* Task statement *
Every line below that has the string "matched" needs to be copied.

* Extracted data *
....
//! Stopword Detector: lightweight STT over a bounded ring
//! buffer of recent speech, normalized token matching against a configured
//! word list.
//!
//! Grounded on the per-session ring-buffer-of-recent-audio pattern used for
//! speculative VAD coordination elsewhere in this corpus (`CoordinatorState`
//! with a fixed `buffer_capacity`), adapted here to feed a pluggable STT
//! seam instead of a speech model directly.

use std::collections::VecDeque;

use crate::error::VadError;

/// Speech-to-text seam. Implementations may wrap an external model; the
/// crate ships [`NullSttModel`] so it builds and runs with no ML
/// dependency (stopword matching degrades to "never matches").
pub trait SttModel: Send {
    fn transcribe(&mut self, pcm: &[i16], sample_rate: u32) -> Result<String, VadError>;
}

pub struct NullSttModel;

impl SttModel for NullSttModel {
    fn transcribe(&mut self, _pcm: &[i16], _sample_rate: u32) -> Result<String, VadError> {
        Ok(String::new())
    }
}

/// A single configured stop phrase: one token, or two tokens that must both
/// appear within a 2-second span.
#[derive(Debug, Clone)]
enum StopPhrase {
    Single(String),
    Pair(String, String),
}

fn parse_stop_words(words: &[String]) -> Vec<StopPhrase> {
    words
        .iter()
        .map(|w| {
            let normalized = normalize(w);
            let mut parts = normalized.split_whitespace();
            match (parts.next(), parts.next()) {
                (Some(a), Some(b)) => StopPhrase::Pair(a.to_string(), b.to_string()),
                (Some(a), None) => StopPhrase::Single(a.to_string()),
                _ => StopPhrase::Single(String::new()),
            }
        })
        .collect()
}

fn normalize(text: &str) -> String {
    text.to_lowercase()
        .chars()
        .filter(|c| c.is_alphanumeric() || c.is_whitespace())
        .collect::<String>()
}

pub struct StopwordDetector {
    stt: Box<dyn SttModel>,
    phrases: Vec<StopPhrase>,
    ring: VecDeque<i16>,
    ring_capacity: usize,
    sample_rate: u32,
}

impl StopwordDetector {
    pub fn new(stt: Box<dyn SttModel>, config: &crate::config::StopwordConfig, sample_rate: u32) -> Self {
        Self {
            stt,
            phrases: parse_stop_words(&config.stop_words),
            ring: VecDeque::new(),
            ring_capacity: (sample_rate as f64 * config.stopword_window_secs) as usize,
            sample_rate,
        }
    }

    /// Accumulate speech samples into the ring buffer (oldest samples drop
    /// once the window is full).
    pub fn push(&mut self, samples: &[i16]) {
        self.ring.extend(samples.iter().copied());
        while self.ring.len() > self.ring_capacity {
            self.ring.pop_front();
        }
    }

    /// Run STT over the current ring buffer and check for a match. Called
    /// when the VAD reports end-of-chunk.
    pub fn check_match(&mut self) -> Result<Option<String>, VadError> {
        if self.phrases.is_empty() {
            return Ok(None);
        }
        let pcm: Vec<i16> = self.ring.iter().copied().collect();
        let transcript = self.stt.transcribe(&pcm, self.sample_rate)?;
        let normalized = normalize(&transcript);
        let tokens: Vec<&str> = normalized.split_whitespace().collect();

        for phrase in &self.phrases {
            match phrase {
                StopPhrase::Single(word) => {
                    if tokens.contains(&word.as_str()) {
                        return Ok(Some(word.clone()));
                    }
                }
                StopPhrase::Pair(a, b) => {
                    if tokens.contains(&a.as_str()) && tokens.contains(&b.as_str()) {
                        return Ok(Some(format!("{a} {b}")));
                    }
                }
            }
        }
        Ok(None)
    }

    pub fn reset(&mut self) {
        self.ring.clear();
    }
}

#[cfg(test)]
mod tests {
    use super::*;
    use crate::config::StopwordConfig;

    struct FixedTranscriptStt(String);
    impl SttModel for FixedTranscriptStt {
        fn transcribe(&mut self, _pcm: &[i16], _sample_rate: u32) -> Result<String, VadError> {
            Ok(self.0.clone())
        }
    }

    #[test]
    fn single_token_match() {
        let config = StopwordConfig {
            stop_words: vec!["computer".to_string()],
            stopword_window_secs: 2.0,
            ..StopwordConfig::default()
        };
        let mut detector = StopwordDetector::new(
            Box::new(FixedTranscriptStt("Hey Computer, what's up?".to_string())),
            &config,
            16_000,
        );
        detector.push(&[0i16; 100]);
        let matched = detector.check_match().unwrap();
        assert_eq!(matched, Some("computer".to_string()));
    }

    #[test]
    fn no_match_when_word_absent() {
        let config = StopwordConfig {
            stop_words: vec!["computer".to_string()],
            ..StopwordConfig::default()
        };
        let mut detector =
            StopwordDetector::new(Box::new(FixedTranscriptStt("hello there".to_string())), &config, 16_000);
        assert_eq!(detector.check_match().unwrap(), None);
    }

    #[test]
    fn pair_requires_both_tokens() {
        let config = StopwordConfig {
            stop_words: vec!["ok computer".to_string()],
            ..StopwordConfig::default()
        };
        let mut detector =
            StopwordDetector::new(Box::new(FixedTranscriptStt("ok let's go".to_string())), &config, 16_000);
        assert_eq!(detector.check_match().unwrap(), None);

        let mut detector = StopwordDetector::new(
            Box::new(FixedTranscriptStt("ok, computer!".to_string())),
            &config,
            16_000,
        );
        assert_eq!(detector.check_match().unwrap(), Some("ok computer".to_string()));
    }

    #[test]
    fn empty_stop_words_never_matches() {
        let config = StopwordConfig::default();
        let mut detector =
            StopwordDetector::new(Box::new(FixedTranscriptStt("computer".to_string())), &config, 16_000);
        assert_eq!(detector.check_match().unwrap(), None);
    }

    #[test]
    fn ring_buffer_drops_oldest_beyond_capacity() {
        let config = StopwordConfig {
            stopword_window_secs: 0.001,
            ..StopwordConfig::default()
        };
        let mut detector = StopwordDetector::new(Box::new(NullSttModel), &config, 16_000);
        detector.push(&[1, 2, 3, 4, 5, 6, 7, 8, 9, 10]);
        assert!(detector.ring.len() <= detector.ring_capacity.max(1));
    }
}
....
* Expected output *
        let matched = detector.check_match().unwrap();
        assert_eq!(matched, Some("computer".to_string()));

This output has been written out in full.